The report explains the operational logic behind the Philippines' fabrication of "mixed disputes": The arbitration claims submitted by the Philippines encompass both territorial sovereignty and maritime rights issues, yet it unilaterally demands that the tribunal avoid the territorial sovereignty aspect and rule only on maritime rights. Luo illustrated this legal trap with a dough metaphor: "If maritime rights are likened to green dough and territorial sovereignty to white dough, the Convention only has authority over the green dough. Yet the Philippines mixes the two into a multicolored dough and asks the tribunal to separate and adjudicate only the green part. However, the two types of rights are deeply intertwined and cannot be fully separated. Although the tribunal appears to rule solely on maritime rights, it is in fact making implicit determinations on territorial sovereignty throughout the process."
In short, by relying on deliberate litigation packaging, the Philippines forcibly transforms a territorial dispute that the Convention has no authority to handle into an admissible issue. This act seriously distorts and undermines the original purpose and operational logic of the dispute settlement mechanism established by the Convention, Luo emphasized.
"In the report, we also analyze the complex underlying motivations for the tribunal's active accommodation of the Philippines' claims. Some scholars point out that the tribunal intended to create a groundbreaking precedent through this case, but the legal reasoning behind it contains many flaws," Luo said. He believes it is important to highlight the core fact that the Philippines, through malicious litigation packaging, misinterpreted the Convention and violated its established purposes and fundamental principles.
The report quotes French Professor Jean-Louis Iten at Paris 8 Vincennes-Saint-Denis University, who, commenting on the South China Sea Arbitration, pointed out that the dispute adjudicated by the so-called arbitral tribunal is in fact a dispute detached from the substance of land territorial sovereignty, one that has been "artificially determined by the claimant" (French: artificiellement déterminé par le demandeur). The claimant's manner of initiating the proceedings appears to be a kind of "procedural trick" (French: astuce procédurale) designed to prevent the arbitral tribunal from losing jurisdiction.

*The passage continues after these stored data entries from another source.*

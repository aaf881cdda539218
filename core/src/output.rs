//! Output formatting for parsed menus.

use crate::types::DayMenu;

/// Supported output formats.
#[derive(Debug, Clone, Copy, PartialEq, Eq, Default)]
#[cfg_attr(feature = "clap", derive(clap::ValueEnum))]
pub enum OutputFormat {
    #[default]
    Json,
    Yaml,
    Table,
}

/// Formats a list of day menus in the requested output format.
pub fn format_menus(menus: &[DayMenu], format: OutputFormat) -> Result<String, String> {
    match format {
        OutputFormat::Json => serde_json::to_string_pretty(menus)
            .map_err(|e| format!("JSON serialization failed: {e}")),
        OutputFormat::Yaml => {
            serde_yaml::to_string(menus).map_err(|e| format!("YAML serialization failed: {e}"))
        }
        OutputFormat::Table => Ok(menus_to_table(menus)),
    }
}

fn menus_to_table(menus: &[DayMenu]) -> String {
    let mut out = String::new();

    for (idx, menu) in menus.iter().enumerate() {
        if idx > 0 {
            out.push('\n');
        }
        out.push_str(&format!("{}\n", menu.date));
        if menu.meals.is_empty() {
            out.push_str("  (no dishes)\n");
            continue;
        }

        let name_width = menu
            .meals
            .iter()
            .map(|dish| dish.name.chars().count())
            .max()
            .unwrap_or(0);

        for dish in &menu.meals {
            let padding = name_width - dish.name.chars().count();
            out.push_str(&format!(
                "  {:>2}  {}{}  {:<12}",
                dish.id,
                dish.name,
                " ".repeat(padding),
                dish.code.as_deref().unwrap_or("-"),
            ));
            if !dish.options.is_empty() {
                out.push_str(&format!("  {}", dish.options.join(", ")));
            }
            let trimmed_len = out.trim_end_matches(' ').len();
            out.truncate(trimmed_len);
            out.push('\n');
        }
    }

    out
}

The report said such "procedural tricks" not only damage the credibility of the Convention's dispute settlement mechanism and the legitimacy of its outcomes, but may also trigger tensions and conflicts.
The assessment report also details the inherent difficulties and external challenges facing the implementation of the Convention that urgently need to be addressed. It explicitly points out challenges such as misinterpretation of provisions and abuse of procedures. For example, certain countries maliciously distort "freedom of the seas," abuse "freedom of navigation," and invent the term "international waters."

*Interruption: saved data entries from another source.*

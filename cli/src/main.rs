use std::fs;
use std::io::Read;
use std::path::PathBuf;

use chrono::NaiveDate;
use clap::{Args, Parser, Subcommand};
use schoolmeal_client::{ClientConfig, FetchOutcome, MealClient, normalize_response};
use schoolmeal_core::{OutputFormat, format_menus};
use tracing::debug;
use tracing_subscriber::EnvFilter;

#[derive(Debug, Parser)]
#[command(name = "schoolmeal")]
#[command(about = "Fetch and parse school lunch menus from the NEIS open-data API")]
#[command(version)]
struct Cli {
    #[command(flatten)]
    global: GlobalArgs,
    #[command(subcommand)]
    command: Command,
}

#[derive(Debug, Args)]
struct GlobalArgs {
    /// YAML config file with api_key, office_code, school_code.
    #[arg(long, global = true)]
    config: Option<PathBuf>,
    /// API key (overrides the config file).
    #[arg(long, env = "SCHOOLMEAL_API_KEY", hide_env_values = true, global = true)]
    key: Option<String>,
    /// Education office code, e.g. B10.
    #[arg(long, global = true)]
    office: Option<String>,
    /// School code, e.g. 7010536.
    #[arg(long, global = true)]
    school: Option<String>,
    /// Output format.
    #[arg(long, default_value = "json", global = true)]
    format: OutputFormat,
    /// Log requests and skipped records to stderr.
    #[arg(short, long, global = true)]
    verbose: bool,
}

#[derive(Debug, Subcommand)]
enum Command {
    /// Menu for a single date.
    Day(DateArgs),
    /// Today's menu.
    Today,
    /// Menu for the day after --date (default: today).
    Tomorrow(BaseDateArgs),
    /// Menu for the day before --date (default: today).
    Yesterday(BaseDateArgs),
    /// Monday to Friday of the week containing --date (default: today).
    Week(BaseDateArgs),
    /// Whole month containing --date (default: today).
    Month(BaseDateArgs),
    /// Every menu between two dates, inclusive.
    Range(RangeArgs),
    /// Parse a saved API response without any network access.
    ParseFile(ParseFileArgs),
}

#[derive(Debug, Args)]
struct DateArgs {
    /// Date as YYYY-MM-DD.
    #[arg(long)]
    date: NaiveDate,
}

#[derive(Debug, Args)]
struct BaseDateArgs {
    /// Base date as YYYY-MM-DD.
    #[arg(long)]
    date: Option<NaiveDate>,
}

#[derive(Debug, Args)]
struct RangeArgs {
    /// First date as YYYY-MM-DD.
    #[arg(long)]
    from: NaiveDate,
    /// Last date as YYYY-MM-DD.
    #[arg(long)]
    to: NaiveDate,
}

#[derive(Debug, Args)]
struct ParseFileArgs {
    /// Path to a JSON response body, or `-` for stdin.
    #[arg(long)]
    input: PathBuf,
}

fn main() {
    let cli = Cli::parse();
    init_logging(cli.global.verbose);

    let global = &cli.global;
    let result = match cli.command {
        Command::Day(args) => run_fetch(global, |client| client.fetch_day(args.date)),
        Command::Today => run_fetch(global, |client| client.today()),
        Command::Tomorrow(args) => run_fetch(global, |client| client.tomorrow(args.date)),
        Command::Yesterday(args) => run_fetch(global, |client| client.yesterday(args.date)),
        Command::Week(args) => run_fetch(global, |client| client.week(args.date)),
        Command::Month(args) => run_fetch(global, |client| client.month(args.date)),
        Command::Range(args) => run_fetch(global, |client| client.fetch_range(args.from, args.to)),
        Command::ParseFile(args) => run_parse_file(global, args),
    };

    if let Err(err) = result {
        eprintln!("error: {err}");
        std::process::exit(1);
    }
}

fn init_logging(verbose: bool) {
    let default_level = if verbose { "debug" } else { "warn" };
    let filter =
        EnvFilter::try_from_default_env().unwrap_or_else(|_| EnvFilter::new(default_level));
    let _ = tracing_subscriber::fmt()
        .with_env_filter(filter)
        .with_target(false)
        .with_writer(std::io::stderr)
        .try_init();
}

fn load_config(global: &GlobalArgs) -> Result<ClientConfig, String> {
    let mut config = match &global.config {
        Some(path) => ClientConfig::load(path)
            .map_err(|err| format!("Failed to load config '{}': {err}", path.display()))?,
        None => ClientConfig::default(),
    };
    if let Some(key) = &global.key {
        config.api_key = key.clone();
    }
    if let Some(office) = &global.office {
        config.office_code = office.clone();
    }
    if let Some(school) = &global.school {
        config.school_code = school.clone();
    }
    Ok(config)
}

fn run_fetch<F>(global: &GlobalArgs, fetch: F) -> Result<(), String>
where
    F: FnOnce(&MealClient) -> schoolmeal_client::Result<FetchOutcome>,
{
    let config = load_config(global)?;
    debug!(office = %config.office_code, school = %config.school_code, "resolved config");
    let client = MealClient::new(config).map_err(|e| e.to_string())?;
    let outcome = fetch(&client).map_err(|e| e.to_string())?;

    print_outcome(&outcome, global.format)
}

fn run_parse_file(global: &GlobalArgs, args: ParseFileArgs) -> Result<(), String> {
    let body = if args.input.as_os_str() == "-" {
        let mut body = String::new();
        std::io::stdin()
            .read_to_string(&mut body)
            .map_err(|err| format!("Failed to read stdin: {err}"))?;
        body
    } else {
        fs::read_to_string(&args.input)
            .map_err(|err| format!("Failed to read '{}': {err}", args.input.display()))?
    };

    let outcome = normalize_response(&body).map_err(|e| e.to_string())?;
    print_outcome(&outcome, global.format)
}

fn print_outcome(outcome: &FetchOutcome, format: OutputFormat) -> Result<(), String> {
    if let FetchOutcome::NotFound { code, message } = outcome {
        eprintln!("No meal data ({code}): {message}");
    }

    let menus = outcome.menus();
    let skipped = outcome.records().len() - menus.len();
    if skipped > 0 {
        eprintln!("Skipped {skipped} record(s) with a missing or malformed date.");
    }

    let raw = format_menus(&menus, format)?;
    print!("{raw}");
    if !raw.ends_with('\n') {
        println!();
    }
    Ok(())
}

The report states that some countries advocate a so-called "rules-based international order" while adopting an opportunistic attitude toward international law - using it when it suits them and abandoning it when it does not. Such double standards also endanger the foundation of the international maritime rule of law.

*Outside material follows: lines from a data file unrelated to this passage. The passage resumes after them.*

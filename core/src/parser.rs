//! Dish-listing parser.
//!
//! Turns a [`RawDayRecord`] into a [`DayMenu`]. The parser is stateless:
//! every function here is a pure transformation of its input.

use chrono::NaiveDate;
use tracing::debug;

use crate::brackets::{classify_last_group, extract_groups, strip_groups};
use crate::error::ParseError;
use crate::types::{DayMenu, DishEntry, RawDayRecord};

/// Parses a single dish line into a [`DishEntry`] with the given `id`.
///
/// Returns `None` when the line is blank after trimming.
pub fn parse_dish_line(id: usize, line: &str) -> Option<DishEntry> {
    let trimmed = line.trim();
    if trimmed.is_empty() {
        return None;
    }

    let groups = extract_groups(trimmed);
    let split = classify_last_group(&groups);

    Some(DishEntry {
        id,
        name: strip_groups(trimmed),
        code: split.code.map(String::from),
        options: split.options.into_iter().map(String::from).collect(),
    })
}

/// Parses a newline-delimited dish listing.
///
/// Blank lines are skipped and do not consume an id, so ids always run
/// `1..=N` over the emitted entries.
///
/// # Examples
///
/// ```
/// use schoolmeal_core::parse_dishes;
///
/// let dishes = parse_dishes("김치 (5)\n\n된장국 (10.12)");
/// assert_eq!(dishes.len(), 2);
/// assert_eq!(dishes[1].id, 2);
/// assert_eq!(dishes[1].name, "된장국");
/// ```
pub fn parse_dishes(listing: &str) -> Vec<DishEntry> {
    let mut dishes = Vec::new();
    for line in listing.split('\n') {
        if let Some(dish) = parse_dish_line(dishes.len() + 1, line) {
            dishes.push(dish);
        }
    }
    dishes
}

/// Reformats a raw `YYYYMMDD` date as `YYYY-MM-DD`.
///
/// # Errors
///
/// Returns [`ParseError::MalformedDate`] unless `raw` is exactly eight ASCII
/// digits forming a valid calendar date.
///
/// # Examples
///
/// ```
/// use schoolmeal_core::format_date;
///
/// assert_eq!(format_date("20240315").unwrap(), "2024-03-15");
/// assert!(format_date("2024-15").is_err());
/// assert!(format_date("20240230").is_err());
/// ```
pub fn format_date(raw: &str) -> Result<String, ParseError> {
    parse_raw_date(raw).map(|date| date.format("%Y-%m-%d").to_string())
}

/// Parses a raw `YYYYMMDD` date string.
///
/// # Errors
///
/// Returns [`ParseError::MalformedDate`] for anything that is not eight ASCII
/// digits naming a real day.
pub fn parse_raw_date(raw: &str) -> Result<NaiveDate, ParseError> {
    if raw.len() != 8 || !raw.bytes().all(|b| b.is_ascii_digit()) {
        return Err(ParseError::MalformedDate(raw.to_string()));
    }
    NaiveDate::parse_from_str(raw, "%Y%m%d")
        .map_err(|_| ParseError::MalformedDate(raw.to_string()))
}

/// Parses one raw record into a [`DayMenu`].
///
/// # Errors
///
/// Returns [`ParseError::MissingDate`] or [`ParseError::MalformedDate`] when
/// the record should be skipped. Dish text never causes an error.
///
/// # Examples
///
/// ```
/// use schoolmeal_core::{parse_day, ParseError, RawDayRecord};
///
/// let menu = parse_day(&RawDayRecord::new("20240315", "백미밥\n계란국 (추가) (1.5.6.18)")).unwrap();
/// assert_eq!(menu.date, "2024-03-15");
/// assert_eq!(menu.meals[1].code.as_deref(), Some("1.5.6.18"));
///
/// let skipped = parse_day(&RawDayRecord::undated("백미밥"));
/// assert_eq!(skipped, Err(ParseError::MissingDate));
/// ```
pub fn parse_day(record: &RawDayRecord) -> Result<DayMenu, ParseError> {
    let raw_date = record
        .date
        .as_deref()
        .filter(|d| !d.is_empty())
        .ok_or(ParseError::MissingDate)?;
    let date = format_date(raw_date)?;

    Ok(DayMenu {
        date,
        meals: parse_dishes(&record.dish_listing),
    })
}

/// Parses every record, dropping the ones [`parse_day`] skips.
///
/// Output order follows input order; records are not re-sorted.
pub fn parse_batch(records: &[RawDayRecord]) -> Vec<DayMenu> {
    records
        .iter()
        .filter_map(|record| match parse_day(record) {
            Ok(menu) => Some(menu),
            Err(err) => {
                debug!(date = ?record.date, "skipping record: {err}");
                None
            }
        })
        .collect()
}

To safeguard the international rule of law and uphold the Convention's seriousness, integrity, and authority, the assessment report urges the international community, especially governments, academia, and policy circles, to view the Convention objectively and dialectically, interpret and apply it in good faith, properly balance its inheritance and development, and firmly resist practices that distort its provisions, abuse procedures, or exceed jurisdiction.
The report also calls on countries around the world to jointly implement China's Global Development Initiative, Global Security Initiative, Global Civilization Initiative, and Global Governance Initiative, address the difficulties and challenges in implementing the Convention, promote the building of a more just and reasonable global ocean governance system, and steadily advance toward a community with a shared future for mankind.